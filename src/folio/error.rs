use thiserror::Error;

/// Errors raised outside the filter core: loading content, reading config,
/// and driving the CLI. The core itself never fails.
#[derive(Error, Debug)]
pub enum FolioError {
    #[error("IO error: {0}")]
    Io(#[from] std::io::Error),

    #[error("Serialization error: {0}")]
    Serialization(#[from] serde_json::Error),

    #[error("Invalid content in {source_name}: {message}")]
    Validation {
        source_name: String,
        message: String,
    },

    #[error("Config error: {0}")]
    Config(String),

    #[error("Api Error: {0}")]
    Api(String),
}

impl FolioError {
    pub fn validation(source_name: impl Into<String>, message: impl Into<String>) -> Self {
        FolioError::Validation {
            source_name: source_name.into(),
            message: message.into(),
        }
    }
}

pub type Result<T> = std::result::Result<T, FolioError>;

==

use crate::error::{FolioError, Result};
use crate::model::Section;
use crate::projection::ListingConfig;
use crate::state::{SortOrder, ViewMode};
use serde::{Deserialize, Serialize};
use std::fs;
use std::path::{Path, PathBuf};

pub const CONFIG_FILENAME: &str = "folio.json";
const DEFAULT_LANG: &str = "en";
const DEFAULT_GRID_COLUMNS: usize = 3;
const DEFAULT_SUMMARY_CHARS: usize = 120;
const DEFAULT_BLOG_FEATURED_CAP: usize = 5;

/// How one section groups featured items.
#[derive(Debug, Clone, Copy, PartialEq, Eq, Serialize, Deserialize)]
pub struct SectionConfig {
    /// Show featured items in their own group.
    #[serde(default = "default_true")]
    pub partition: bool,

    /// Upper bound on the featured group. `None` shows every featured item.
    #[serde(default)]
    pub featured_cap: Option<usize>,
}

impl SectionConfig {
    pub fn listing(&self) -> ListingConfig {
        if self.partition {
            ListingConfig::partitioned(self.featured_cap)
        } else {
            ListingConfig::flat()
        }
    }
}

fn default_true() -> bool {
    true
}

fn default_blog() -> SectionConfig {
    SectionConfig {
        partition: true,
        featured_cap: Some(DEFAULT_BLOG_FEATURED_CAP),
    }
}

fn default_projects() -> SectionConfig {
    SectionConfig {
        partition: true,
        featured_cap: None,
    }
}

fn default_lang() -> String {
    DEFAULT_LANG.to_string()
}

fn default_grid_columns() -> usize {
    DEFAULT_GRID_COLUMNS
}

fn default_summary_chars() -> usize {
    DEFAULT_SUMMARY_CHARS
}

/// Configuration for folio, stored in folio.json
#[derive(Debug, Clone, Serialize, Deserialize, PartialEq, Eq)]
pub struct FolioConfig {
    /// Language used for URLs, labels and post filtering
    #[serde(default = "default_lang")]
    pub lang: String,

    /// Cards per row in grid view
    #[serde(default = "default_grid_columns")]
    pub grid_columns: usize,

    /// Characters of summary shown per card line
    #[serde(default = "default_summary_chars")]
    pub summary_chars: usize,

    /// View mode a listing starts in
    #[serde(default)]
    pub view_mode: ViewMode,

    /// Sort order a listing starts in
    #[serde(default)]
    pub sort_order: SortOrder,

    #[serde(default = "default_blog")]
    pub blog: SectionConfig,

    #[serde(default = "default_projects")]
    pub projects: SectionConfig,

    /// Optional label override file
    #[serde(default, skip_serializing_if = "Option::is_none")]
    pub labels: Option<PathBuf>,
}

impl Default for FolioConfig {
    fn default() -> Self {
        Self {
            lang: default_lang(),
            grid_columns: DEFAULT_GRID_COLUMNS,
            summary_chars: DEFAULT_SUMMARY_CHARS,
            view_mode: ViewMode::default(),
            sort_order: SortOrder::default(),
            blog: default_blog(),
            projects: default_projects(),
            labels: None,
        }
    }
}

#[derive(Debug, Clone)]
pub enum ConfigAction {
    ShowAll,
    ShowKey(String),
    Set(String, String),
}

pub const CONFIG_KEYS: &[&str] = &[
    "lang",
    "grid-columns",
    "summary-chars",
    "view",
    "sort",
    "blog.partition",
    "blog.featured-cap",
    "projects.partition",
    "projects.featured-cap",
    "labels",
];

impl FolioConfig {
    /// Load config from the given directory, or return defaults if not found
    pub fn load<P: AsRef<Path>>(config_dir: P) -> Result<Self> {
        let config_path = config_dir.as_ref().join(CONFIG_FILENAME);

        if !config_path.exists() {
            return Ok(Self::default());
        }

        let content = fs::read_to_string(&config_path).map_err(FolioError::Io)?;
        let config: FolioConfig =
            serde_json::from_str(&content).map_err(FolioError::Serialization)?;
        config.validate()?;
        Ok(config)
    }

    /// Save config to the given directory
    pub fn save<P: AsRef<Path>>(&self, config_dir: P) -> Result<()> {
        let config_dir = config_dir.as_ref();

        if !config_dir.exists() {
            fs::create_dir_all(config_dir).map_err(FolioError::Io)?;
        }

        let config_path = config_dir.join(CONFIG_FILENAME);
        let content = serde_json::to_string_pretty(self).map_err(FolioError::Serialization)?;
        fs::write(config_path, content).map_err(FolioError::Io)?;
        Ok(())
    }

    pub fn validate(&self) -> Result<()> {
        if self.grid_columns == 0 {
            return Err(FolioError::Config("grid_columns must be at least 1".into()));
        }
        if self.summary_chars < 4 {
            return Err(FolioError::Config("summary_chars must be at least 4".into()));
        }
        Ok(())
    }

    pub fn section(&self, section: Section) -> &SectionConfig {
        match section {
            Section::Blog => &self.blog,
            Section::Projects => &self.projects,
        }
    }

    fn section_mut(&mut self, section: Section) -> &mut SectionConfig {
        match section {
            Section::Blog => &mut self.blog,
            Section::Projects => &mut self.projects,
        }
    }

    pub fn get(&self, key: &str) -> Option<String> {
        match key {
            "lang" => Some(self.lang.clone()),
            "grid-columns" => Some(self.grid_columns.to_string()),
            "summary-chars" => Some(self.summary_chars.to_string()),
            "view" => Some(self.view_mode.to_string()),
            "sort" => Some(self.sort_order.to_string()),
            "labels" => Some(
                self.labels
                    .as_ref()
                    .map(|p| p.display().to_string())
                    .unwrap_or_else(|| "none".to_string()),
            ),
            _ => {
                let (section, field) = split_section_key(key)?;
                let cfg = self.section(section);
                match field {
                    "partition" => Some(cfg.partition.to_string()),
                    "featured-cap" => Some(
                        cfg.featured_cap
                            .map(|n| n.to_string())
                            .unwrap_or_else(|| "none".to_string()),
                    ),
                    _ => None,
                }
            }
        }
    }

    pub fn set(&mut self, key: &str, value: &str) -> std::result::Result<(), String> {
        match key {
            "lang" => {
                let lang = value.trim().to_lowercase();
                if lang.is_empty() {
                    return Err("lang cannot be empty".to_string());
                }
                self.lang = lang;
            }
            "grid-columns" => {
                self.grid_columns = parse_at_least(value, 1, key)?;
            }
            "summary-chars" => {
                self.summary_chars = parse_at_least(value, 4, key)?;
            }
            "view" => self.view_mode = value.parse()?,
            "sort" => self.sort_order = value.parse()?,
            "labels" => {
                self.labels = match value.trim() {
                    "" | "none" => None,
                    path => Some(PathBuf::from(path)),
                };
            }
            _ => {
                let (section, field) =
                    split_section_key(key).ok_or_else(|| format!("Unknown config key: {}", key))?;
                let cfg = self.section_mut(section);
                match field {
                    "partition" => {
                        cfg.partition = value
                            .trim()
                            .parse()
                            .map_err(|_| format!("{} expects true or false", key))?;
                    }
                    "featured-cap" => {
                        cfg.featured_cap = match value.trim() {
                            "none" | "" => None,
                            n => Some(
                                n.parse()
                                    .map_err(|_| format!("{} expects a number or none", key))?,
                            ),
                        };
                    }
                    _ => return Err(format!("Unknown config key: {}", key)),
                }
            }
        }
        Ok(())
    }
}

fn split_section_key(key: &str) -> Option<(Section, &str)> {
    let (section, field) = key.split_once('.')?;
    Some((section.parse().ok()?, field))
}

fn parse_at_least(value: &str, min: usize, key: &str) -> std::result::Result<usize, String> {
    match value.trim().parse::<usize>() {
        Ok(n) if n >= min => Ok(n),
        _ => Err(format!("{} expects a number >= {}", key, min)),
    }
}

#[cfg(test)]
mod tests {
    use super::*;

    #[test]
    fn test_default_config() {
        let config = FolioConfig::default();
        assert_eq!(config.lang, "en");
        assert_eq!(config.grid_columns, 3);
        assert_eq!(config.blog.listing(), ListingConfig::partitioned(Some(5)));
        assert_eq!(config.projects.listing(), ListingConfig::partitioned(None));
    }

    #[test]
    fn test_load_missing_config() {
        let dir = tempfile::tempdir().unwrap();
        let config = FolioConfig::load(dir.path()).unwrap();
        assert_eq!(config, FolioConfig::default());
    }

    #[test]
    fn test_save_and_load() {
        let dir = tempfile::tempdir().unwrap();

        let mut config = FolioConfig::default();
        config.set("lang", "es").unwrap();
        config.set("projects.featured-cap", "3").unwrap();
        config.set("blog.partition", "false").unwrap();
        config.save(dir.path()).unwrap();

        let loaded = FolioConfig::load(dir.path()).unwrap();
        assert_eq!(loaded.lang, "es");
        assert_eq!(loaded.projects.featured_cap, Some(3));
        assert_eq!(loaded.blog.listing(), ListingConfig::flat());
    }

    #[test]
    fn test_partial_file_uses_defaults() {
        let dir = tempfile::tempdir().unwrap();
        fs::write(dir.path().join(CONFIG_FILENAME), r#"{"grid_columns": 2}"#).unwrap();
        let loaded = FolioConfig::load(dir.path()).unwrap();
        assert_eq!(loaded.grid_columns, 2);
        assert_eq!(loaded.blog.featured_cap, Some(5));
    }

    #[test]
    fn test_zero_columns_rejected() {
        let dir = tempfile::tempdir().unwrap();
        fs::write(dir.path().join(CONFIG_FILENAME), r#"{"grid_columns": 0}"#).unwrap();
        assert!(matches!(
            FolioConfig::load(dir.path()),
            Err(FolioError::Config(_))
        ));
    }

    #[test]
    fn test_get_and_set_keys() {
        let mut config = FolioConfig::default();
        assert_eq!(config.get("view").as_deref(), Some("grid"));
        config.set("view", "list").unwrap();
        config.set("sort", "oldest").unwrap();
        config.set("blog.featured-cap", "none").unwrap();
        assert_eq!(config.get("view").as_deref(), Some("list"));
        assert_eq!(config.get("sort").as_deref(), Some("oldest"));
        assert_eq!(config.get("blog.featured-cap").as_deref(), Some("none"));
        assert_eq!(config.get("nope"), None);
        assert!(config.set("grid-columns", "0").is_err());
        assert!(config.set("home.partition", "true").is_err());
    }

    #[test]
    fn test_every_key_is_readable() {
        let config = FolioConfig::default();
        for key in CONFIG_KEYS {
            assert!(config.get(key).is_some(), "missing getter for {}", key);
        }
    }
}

What you should do: Could you return exactly the stretch of the data above that starts at the line with "filename src/folio/error.rs" and ends at the line with "pub type Result<T>", both lines included?

Response area:
filename src/folio/error.rs
use thiserror::Error;

/// Errors raised outside the filter core: loading content, reading config,
/// and driving the CLI. The core itself never fails.
#[derive(Error, Debug)]
pub enum FolioError {
    #[error("IO error: {0}")]
    Io(#[from] std::io::Error),

    #[error("Serialization error: {0}")]
    Serialization(#[from] serde_json::Error),

    #[error("Invalid content in {source_name}: {message}")]
    Validation {
        source_name: String,
        message: String,
    },

    #[error("Config error: {0}")]
    Config(String),

    #[error("Api Error: {0}")]
    Api(String),
}

impl FolioError {
    pub fn validation(source_name: impl Into<String>, message: impl Into<String>) -> Self {
        FolioError::Validation {
            source_name: source_name.into(),
            message: message.into(),
        }
    }
}

pub type Result<T> = std::result::Result<T, FolioError>;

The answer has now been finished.